KENDAL, inspiratifonline.com — Tumpukan sampah yang mengular di tepi jalan kawasan Patukangan, Kabupaten Kendal, kian menjadi sorotan publik.
Selain menimbulkan bau menyengat, keberadaan pembuangan sementara tersebut dinilai mencederai wajah kota karena lokasinya hanya sekitar 500 meter dari Pendopo Kabupaten Kendal.
Persoalan ini mencuat di tengah aktivitas masyarakat yang terganggu, terutama karena lokasi pembuangan berada di area permukiman padat.
Hingga beberapa hari terakhir, sampah terlihat terus bertambah tanpa penanganan signifikan, memunculkan pertanyaan soal kesiapan sistem pengelolaan sampah daerah.
Kepala Dinas Lingkungan Hidup (DLH) Kabupaten Kendal, Aris Irwanto, membenarkan kondisi tersebut.
Ia menjelaskan, penumpukan sampah terjadi akibat depo sampah di Pasar Kendal yang tengah dalam tahap perbaikan sehingga belum dapat difungsikan secara optimal.
“Depo Pasar Kendal kemarin baru kami perbaiki dan bangun kembali.
Kalau sudah berfungsi, kemungkinan mulai Senin atau Selasa, tumpukan sampah di Patukangan akan berkurang,” kata Aris saat diwawancarai melalui WhatsApp, Sabtu malam (3/1/2026).
Selain faktor teknis, cuaca turut memperparah kondisi.
Hujan yang turun sejak pagi hingga siang menyebabkan pengangkutan sampah tertunda dan armada tidak dapat bekerja maksimal.
“Karena hujan, pengambilan sampah kemarin sempat tertunda.

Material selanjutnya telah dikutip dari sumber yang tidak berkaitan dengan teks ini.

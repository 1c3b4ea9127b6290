//! Command dispatch loop
//!
//! Bus messages are handled strictly one at a time. For each command
//! addressed to this bridge the side effects (identity change, locate
//! event, dispense metric) complete before the command text is written to
//! the device, so device writes never interleave.

use crate::core::bridge::Bridge;
use crate::core::bus::{BusError, BusMessage, MessageBus};
use crate::core::command::CommandKind;
use crate::core::identity::Identity;
use crate::core::telemetry::{dispensed_metric, TelemetryEvent};
use thiserror::Error;
use tokio_util::sync::CancellationToken;

/// What happened to one bus payload
#[derive(Debug, Clone, PartialEq, Eq)]
pub enum DispatchOutcome {
    /// Payload failed validation and was dropped
    Malformed,
    /// Not a command, or addressed to another bridge
    Ignored,
    /// A read response was published; `None` lines means the device link failed
    ReadPublished {
        /// Number of lines published
        lines: Option<usize>,
    },
    /// Command written to the device
    Forwarded(CommandKind),
    /// Command could not be written to the device
    ForwardFailed(CommandKind),
}

/// A `D,` command whose amount is not an integer
#[derive(Debug, Error)]
#[error("invalid dispense amount in {0:?}")]
pub struct InvalidAmount(pub String);

impl<B: MessageBus> Bridge<B> {
    /// Consume bus messages until cancelled or the bus closes
    pub async fn run(&mut self, cancel: CancellationToken) -> Result<(), BusError> {
        tracing::info!(identity = %self.identity, "Listening for commands");
        loop {
            tokio::select! {
                biased;
                () = cancel.cancelled() => {
                    tracing::info!("Dispatch loop cancelled");
                    return Ok(());
                }
                payload = self.bus.next_payload() => match payload? {
                    Some(payload) => {
                        let outcome = self.handle_payload(&payload).await;
                        tracing::trace!(?outcome, "Message handled");
                    }
                    None => {
                        tracing::info!("Bus closed");
                        return Ok(());
                    }
                },
            }
        }
    }

    /// Handle exactly one raw bus payload
    pub async fn handle_payload(&mut self, payload: &str) -> DispatchOutcome {
        self.stats.received += 1;

        let (name, command) = match BusMessage::decode(payload) {
            Ok(BusMessage::Command { name, command }) => (name, command),
            Ok(_) => {
                self.stats.ignored += 1;
                return DispatchOutcome::Ignored;
            }
            Err(e) => {
                tracing::debug!(error = %e, "Dropping bus payload");
                self.stats.malformed += 1;
                return DispatchOutcome::Malformed;
            }
        };

        if self.identity != name.as_str() {
            self.stats.ignored += 1;
            return DispatchOutcome::Ignored;
        }

        self.handle_command(&command).await
    }

    async fn handle_command(&mut self, command: &str) -> DispatchOutcome {
        let kind = CommandKind::classify(command);
        tracing::debug!(identity = %self.identity, command, ?kind, "Command received");

        match &kind {
            CommandKind::Read => return self.publish_read_response().await,
            CommandKind::Rename(value) => self.rename(value),
            CommandKind::Locate(_) => {
                self.telemetry.record_event(TelemetryEvent::Locate {
                    name: self.identity.to_string(),
                });
            }
            CommandKind::Dispense(Some(amount)) => {
                self.telemetry
                    .record_metric(&dispensed_metric(self.identity.as_str()), *amount);
            }
            CommandKind::Dispense(None) => {
                let err = InvalidAmount(command.to_string());
                tracing::warn!(error = %err, "Dispense not recorded");
                self.telemetry.notice_error("dispense", &err);
            }
            CommandKind::PassThrough => {}
        }

        match self.link.send_command(command) {
            Ok(_) => {
                self.stats.forwarded += 1;
                DispatchOutcome::Forwarded(kind)
            }
            Err(e) => {
                tracing::warn!(command, error = %e, "Device write failed");
                self.telemetry.notice_error("device write", &e);
                self.stats.write_failures += 1;
                DispatchOutcome::ForwardFailed(kind)
            }
        }
    }

    /// Changes the in-memory identity only. Unlike negotiation, no separate
    /// persist command is issued; an empty value leaves the identity as is.
    fn rename(&mut self, value: &str) {
        match Identity::new(value) {
            Ok(new_identity) => {
                tracing::info!(old = %self.identity, new = %new_identity, "Identity changed");
                self.telemetry.record_event(TelemetryEvent::NameSet {
                    old_name: Some(self.identity.to_string()),
                    new_name: new_identity.to_string(),
                });
                self.identity = new_identity;
            }
            Err(e) => tracing::warn!(error = %e, "Ignoring rename"),
        }
    }

    async fn publish_read_response(&mut self) -> DispatchOutcome {
        let lines = match self.link.read_lines() {
            Ok(lines) => Some(lines),
            Err(e) => {
                tracing::warn!(error = %e, "Device read failed");
                self.telemetry.notice_error("device read", &e);
                self.stats.read_failures += 1;
                None
            }
        };

        let count = lines.as_ref().map(Vec::len);
        let response = BusMessage::ReadResponse {
            name: self.identity.to_string(),
            lines,
        };
        if let Err(e) = self.bus.publish(&response).await {
            tracing::warn!(error = %e, "Read response not published");
            self.telemetry.notice_error("publish", &e);
        } else {
            self.stats.read_responses += 1;
        }

        DispatchOutcome::ReadPublished { lines: count }
    }
}

#[cfg(test)]
mod tests {
    use super::*;
    use crate::core::bus::{LocalBus, LocalBusHandle};
    use crate::core::protocol::DeviceLink;
    use crate::core::telemetry::{MemoryTelemetry, TelemetryRecord};
    use crate::core::transport::{OfflineChannel, ScriptedChannel, ScriptedHandle};
    use std::sync::Arc;
    use std::time::Duration;

    struct Fixture {
        bridge: Bridge<LocalBusHandle>,
        device: ScriptedHandle,
        observer: LocalBusHandle,
        telemetry: Arc<MemoryTelemetry>,
    }

    fn fixture(name: &str) -> Fixture {
        let (channel, device) = ScriptedChannel::new();
        let bus = LocalBus::new(64);
        let observer = bus.handle();
        let telemetry = Arc::new(MemoryTelemetry::new());
        let bridge = Bridge::with_identity(
            DeviceLink::new(Box::new(channel)),
            bus.handle(),
            telemetry.clone(),
            Identity::new(name).unwrap(),
        );
        Fixture {
            bridge,
            device,
            observer,
            telemetry,
        }
    }

    fn command(name: &str, command: &str) -> String {
        BusMessage::command(name, command).encode()
    }

    #[tokio::test]
    async fn test_other_identity_has_no_effect() {
        let mut f = fixture("Foo");
        f.device.push_line("20");

        for cmd in ["D,5", "Read", "Name,Bar", "Find,1"] {
            let outcome = f.bridge.handle_payload(&command("Other", cmd)).await;
            assert_eq!(outcome, DispatchOutcome::Ignored);
        }

        assert!(f.device.written().is_empty());
        assert!(f.observer.try_next().is_none());
        assert!(f.telemetry.records().is_empty());
        assert_eq!(f.bridge.identity(), &Identity::new("Foo").unwrap());
        assert_eq!(f.bridge.stats().ignored, 4);
    }

    #[tokio::test]
    async fn test_dispense_forwards_and_records() {
        let mut f = fixture("Foo");

        let outcome = f.bridge.handle_payload(&command("Foo", "D,5")).await;

        assert_eq!(outcome, DispatchOutcome::Forwarded(CommandKind::Dispense(Some(5))));
        assert_eq!(f.device.written(), vec![b"D,5\r".to_vec()]);
        assert_eq!(f.telemetry.metrics(), vec![("Foo/Dispensed".to_string(), 5)]);
        assert!(f.observer.try_next().is_none());
    }

    #[tokio::test]
    async fn test_read_publishes_lines_without_writing() {
        let mut f = fixture("Foo");
        f.device.push_line("20");
        f.device.push_line("OK");

        let outcome = f.bridge.handle_payload(&command("Foo", "Read")).await;

        assert_eq!(outcome, DispatchOutcome::ReadPublished { lines: Some(2) });
        assert!(f.device.written().is_empty());
        let published = BusMessage::decode(&f.observer.try_next().unwrap()).unwrap();
        assert_eq!(
            published,
            BusMessage::ReadResponse {
                name: "Foo".to_string(),
                lines: Some(vec!["20".to_string(), "OK".to_string()]),
            }
        );
    }

    #[tokio::test]
    async fn test_read_with_nothing_pending_publishes_empty() {
        let mut f = fixture("Foo");

        f.bridge.handle_payload(&command("Foo", "ReadAll")).await;

        let published = BusMessage::decode(&f.observer.try_next().unwrap()).unwrap();
        assert_eq!(
            published,
            BusMessage::ReadResponse {
                name: "Foo".to_string(),
                lines: Some(vec![]),
            }
        );
    }

    #[tokio::test]
    async fn test_read_failure_publishes_no_response() {
        let mut f = fixture("Foo");
        f.device.push_read_failure(std::io::ErrorKind::BrokenPipe);

        let outcome = f.bridge.handle_payload(&command("Foo", "Read")).await;

        assert_eq!(outcome, DispatchOutcome::ReadPublished { lines: None });
        let published = BusMessage::decode(&f.observer.try_next().unwrap()).unwrap();
        assert_eq!(
            published,
            BusMessage::ReadResponse {
                name: "Foo".to_string(),
                lines: None,
            }
        );
        assert_eq!(f.bridge.stats().read_failures, 1);
        assert_eq!(f.telemetry.error_count(), 1);
    }

    #[tokio::test]
    async fn test_rename_changes_identity_then_forwards() {
        let mut f = fixture("Foo");

        let outcome = f.bridge.handle_payload(&command("Foo", "Name,Bar")).await;

        assert_eq!(outcome, DispatchOutcome::Forwarded(CommandKind::Rename("Bar".to_string())));
        assert_eq!(f.bridge.identity(), &Identity::new("Bar").unwrap());
        assert_eq!(f.device.written_text(), vec!["Name,Bar\r".to_string()]);
        assert_eq!(
            f.telemetry.events(),
            vec![TelemetryEvent::NameSet {
                old_name: Some("Foo".to_string()),
                new_name: "Bar".to_string(),
            }]
        );

        // The old identity no longer addresses this bridge.
        let ignored = f.bridge.handle_payload(&command("Foo", "D,1")).await;
        assert_eq!(ignored, DispatchOutcome::Ignored);
        let handled = f.bridge.handle_payload(&command("Bar", "D,1")).await;
        assert_eq!(handled, DispatchOutcome::Forwarded(CommandKind::Dispense(Some(1))));
        assert_eq!(f.telemetry.metrics(), vec![("Bar/Dispensed".to_string(), 1)]);
    }

    #[tokio::test]
    async fn test_empty_rename_keeps_identity() {
        let mut f = fixture("Foo");

        f.bridge.handle_payload(&command("Foo", "Name,")).await;

        assert_eq!(f.bridge.identity(), &Identity::new("Foo").unwrap());
        assert_eq!(f.device.written_text(), vec!["Name,\r".to_string()]);
        assert!(f.telemetry.events().is_empty());
    }

    #[tokio::test]
    async fn test_find_records_locate_event() {
        let mut f = fixture("Foo");

        f.bridge.handle_payload(&command("Foo", "Find,1")).await;

        assert_eq!(
            f.telemetry.events(),
            vec![TelemetryEvent::Locate {
                name: "Foo".to_string()
            }]
        );
        assert_eq!(f.device.written_text(), vec!["Find,1\r".to_string()]);
    }

    #[tokio::test]
    async fn test_bad_amount_still_forwarded() {
        let mut f = fixture("Foo");

        let outcome = f.bridge.handle_payload(&command("Foo", "D,lots")).await;

        assert_eq!(outcome, DispatchOutcome::Forwarded(CommandKind::Dispense(None)));
        assert!(f.telemetry.metrics().is_empty());
        assert_eq!(f.telemetry.error_count(), 1);
        assert_eq!(f.device.written_text(), vec!["D,lots\r".to_string()]);
    }

    #[tokio::test]
    async fn test_pass_through_verbatim() {
        let mut f = fixture("Foo");

        f.bridge.handle_payload(&command("Foo", "Cal,clear")).await;

        assert_eq!(f.device.written_text(), vec!["Cal,clear\r".to_string()]);
        assert!(f.telemetry.records().is_empty());
    }

    #[tokio::test]
    async fn test_write_failure_reported() {
        let mut f = fixture("Foo");
        f.device.fail_writes(true);

        let outcome = f.bridge.handle_payload(&command("Foo", "D,2")).await;

        assert_eq!(outcome, DispatchOutcome::ForwardFailed(CommandKind::Dispense(Some(2))));
        assert_eq!(f.bridge.stats().write_failures, 1);
        // The metric is recorded before the write is attempted.
        assert!(matches!(
            f.telemetry.records().as_slice(),
            [TelemetryRecord::Metric { .. }, TelemetryRecord::Error { .. }]
        ));
    }

    #[tokio::test]
    async fn test_malformed_and_non_command_messages() {
        let mut f = fixture("Foo");

        assert_eq!(f.bridge.handle_payload("{").await, DispatchOutcome::Malformed);
        assert_eq!(
            f.bridge.handle_payload(r#"{"command":"D,5"}"#).await,
            DispatchOutcome::Malformed
        );
        assert_eq!(
            f.bridge.handle_payload(r#"{"name":"Foo"}"#).await,
            DispatchOutcome::Ignored
        );
        assert_eq!(
            f.bridge.handle_payload(r#"{"name":"Foo","lines":["1"]}"#).await,
            DispatchOutcome::Ignored
        );
        assert!(f.device.written().is_empty());
        assert_eq!(f.bridge.stats().malformed, 2);
    }

    #[tokio::test]
    async fn test_offline_read_publishes_empty() {
        let bus = LocalBus::new(8);
        let mut observer = bus.handle();
        let mut bridge = Bridge::with_identity(
            DeviceLink::new(Box::new(OfflineChannel::new())),
            bus.handle(),
            Arc::new(MemoryTelemetry::new()),
            Identity::offline(),
        );

        let outcome = bridge.handle_payload(&command("Mock Motor", "Read")).await;

        assert_eq!(outcome, DispatchOutcome::ReadPublished { lines: Some(0) });
        let published = BusMessage::decode(&observer.try_next().unwrap()).unwrap();
        assert_eq!(
            published,
            BusMessage::ReadResponse {
                name: "Mock Motor".to_string(),
                lines: Some(vec![]),
            }
        );
    }

    #[tokio::test]
    async fn test_run_processes_in_order_until_cancelled() {
        let mut f = fixture("Foo");
        f.observer.publish_raw(&command("Foo", "Find,1"));
        f.observer.publish_raw(&command("Foo", "D,3"));
        f.observer.publish_raw(&command("Other", "D,9"));

        let cancel = CancellationToken::new();
        let trigger = cancel.clone();
        tokio::spawn(async move {
            tokio::time::sleep(Duration::from_millis(200)).await;
            trigger.cancel();
        });

        tokio_test::assert_ok!(f.bridge.run(cancel).await);

        assert_eq!(
            f.device.written_text(),
            vec!["Find,1\r".to_string(), "D,3\r".to_string()]
        );
        assert_eq!(f.bridge.stats().received, 3);
    }
}
//! Bridge context
//!
//! A [`Bridge`] owns everything one device bridge needs: the device link,
//! its bus connection, the telemetry sink and the current identity. Every
//! operation goes through it; there is no shared global state.

use crate::core::bus::MessageBus;
use crate::core::identity::Identity;
use crate::core::negotiate::{announce, IdentityNegotiator, DEFAULT_SETTLE_DELAY};
use crate::core::protocol::DeviceLink;
use crate::core::telemetry::Telemetry;
use rand::Rng;
use std::sync::Arc;
use std::time::Duration;

/// Startup settings
#[derive(Debug, Clone)]
pub struct BridgeSettings {
    /// Wait after a device query before reading the reply
    pub settle_delay: Duration,
    /// Identity adopted in offline mode
    pub offline_identity: Identity,
}

impl Default for BridgeSettings {
    fn default() -> Self {
        Self {
            settle_delay: DEFAULT_SETTLE_DELAY,
            offline_identity: Identity::offline(),
        }
    }
}

/// Bridge counters
#[derive(Debug, Clone, Copy, Default, PartialEq, Eq)]
pub struct BridgeStats {
    /// Payloads taken off the bus
    pub received: u64,
    /// Payloads that failed validation
    pub malformed: u64,
    /// Valid messages not meant for this bridge
    pub ignored: u64,
    /// Commands written to the device
    pub forwarded: u64,
    /// Read responses published
    pub read_responses: u64,
    /// Device reads that failed
    pub read_failures: u64,
    /// Device writes that failed
    pub write_failures: u64,
}

/// One device bridged onto one bus
pub struct Bridge<B> {
    pub(crate) link: DeviceLink,
    pub(crate) bus: B,
    pub(crate) telemetry: Arc<dyn Telemetry>,
    pub(crate) identity: Identity,
    pub(crate) stats: BridgeStats,
}

impl<B: MessageBus> Bridge<B> {
    /// Establish the identity and announce it.
    ///
    /// With a device attached this runs the identity negotiation. In
    /// offline mode the configured offline identity is announced instead.
    pub async fn start<R>(
        mut link: DeviceLink,
        mut bus: B,
        telemetry: Arc<dyn Telemetry>,
        settings: &BridgeSettings,
        rng: &mut R,
    ) -> Self
    where
        R: Rng + Send + ?Sized,
    {
        let identity = if link.is_offline() {
            let identity = settings.offline_identity.clone();
            announce(&mut bus, &identity, telemetry.as_ref()).await;
            identity
        } else {
            IdentityNegotiator::new(&mut link, telemetry.as_ref(), settings.settle_delay)
                .negotiate(&mut bus, rng)
                .await
        };

        Self::with_identity(link, bus, telemetry, identity)
    }

    /// Assemble a bridge around an identity that is already known
    pub fn with_identity(
        link: DeviceLink,
        bus: B,
        telemetry: Arc<dyn Telemetry>,
        identity: Identity,
    ) -> Self {
        tracing::info!(identity = %identity, device = %link.describe(), "Bridge ready");
        Self {
            link,
            bus,
            telemetry,
            identity,
            stats: BridgeStats::default(),
        }
    }

    /// Current identity
    pub fn identity(&self) -> &Identity {
        &self.identity
    }

    /// Counters so far
    pub fn stats(&self) -> BridgeStats {
        self.stats
    }
}
//! Serial line protocol
//!
//! ASCII text, one carriage return per line in both directions:
//!
//! | Frame | Direction | Meaning |
//! |---|---|---|
//! | `Name,?` | send | query stored identity |
//! | `?Name,<value>` | receive | identity response (value may be empty) |
//! | `Name,<value>` | send | persist identity on device |
//! | `Find,<value>` | send | trigger locate indicator |
//! | `D,<amount>` | send | dispense `amount` units |
//! | `Read...` | send | request buffered telemetry lines |

pub mod reader;
pub mod writer;

pub use reader::{decode_line, LineReader};
pub use writer::{frame_command, write_command};

use crate::core::transport::{SerialChannel, TransportError};

/// Line terminator
pub const TERMINATOR: u8 = b'\r';

/// Query for the identity stored on the device
pub const NAME_QUERY: &str = "Name,?";

/// Prefix of the device's identity response
pub const NAME_RESPONSE_PREFIX: &str = "?Name,";

/// Command persisting `name` on the device
pub fn name_command(name: &str) -> String {
    format!("Name,{name}")
}

/// Device-facing side of a bridge: one channel plus its line reader
pub struct DeviceLink {
    channel: Box<dyn SerialChannel>,
    reader: LineReader,
}

impl DeviceLink {
    /// Wrap a channel
    pub fn new(channel: Box<dyn SerialChannel>) -> Self {
        Self {
            channel,
            reader: LineReader::new(),
        }
    }

    /// Read the lines of the current burst
    pub fn read_lines(&mut self) -> Result<Vec<String>, TransportError> {
        self.reader.read_lines(self.channel.as_mut())
    }

    /// Send one command
    pub fn send_command(&mut self, command: &str) -> Result<usize, TransportError> {
        write_command(self.channel.as_mut(), command)
    }

    /// Whether the link runs without a device
    pub fn is_offline(&self) -> bool {
        self.channel.is_offline()
    }

    /// Description of the underlying channel
    pub fn describe(&self) -> String {
        self.channel.describe()
    }
}

impl std::fmt::Debug for DeviceLink {
    fn fmt(&self, f: &mut std::fmt::Formatter<'_>) -> std::fmt::Result {
        f.debug_struct("DeviceLink")
            .field("channel", &self.channel.describe())
            .field("pending", &self.reader.pending().len())
            .finish()
    }
}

Alat yang ada memang kami maksimalkan, tapi memang masih terbatas,” ujarnya.
Aris menyebut saat ini terdapat dua titik pembuangan sementara, yakni di Pasar Kendal dan Patukangan.
Ia berharap setelah depo Pasar Kendal kembali beroperasi, pembuangan sampah bisa kembali terkonsentrasi dan tidak lagi membebani kawasan permukiman.
DLH Kendal juga menyiapkan langkah darurat dengan pola pelayanan seperti sebelum revitalisasi Pasar Kendal, termasuk rencana perbaikan alat berat di TPA agar pengangkutan berjalan lebih optimal.
Meski demikian, Aris menegaskan bahwa persoalan sampah tidak bisa hanya diserahkan kepada pemerintah.
Ia mengingatkan pentingnya kedisiplinan masyarakat dalam membuang sampah sesuai aturan.
“Pengelolaan sampah itu tanggung jawab bersama. Pemerintah menyiapkan sistem, tapi masyarakat juga harus patuh pada aturan sesuai Perda Nomor 13 Tahun 2012 dan instruksi Bupati bahwa pengelolaan dimulai dari desa dan kelurahan,” tegasnya.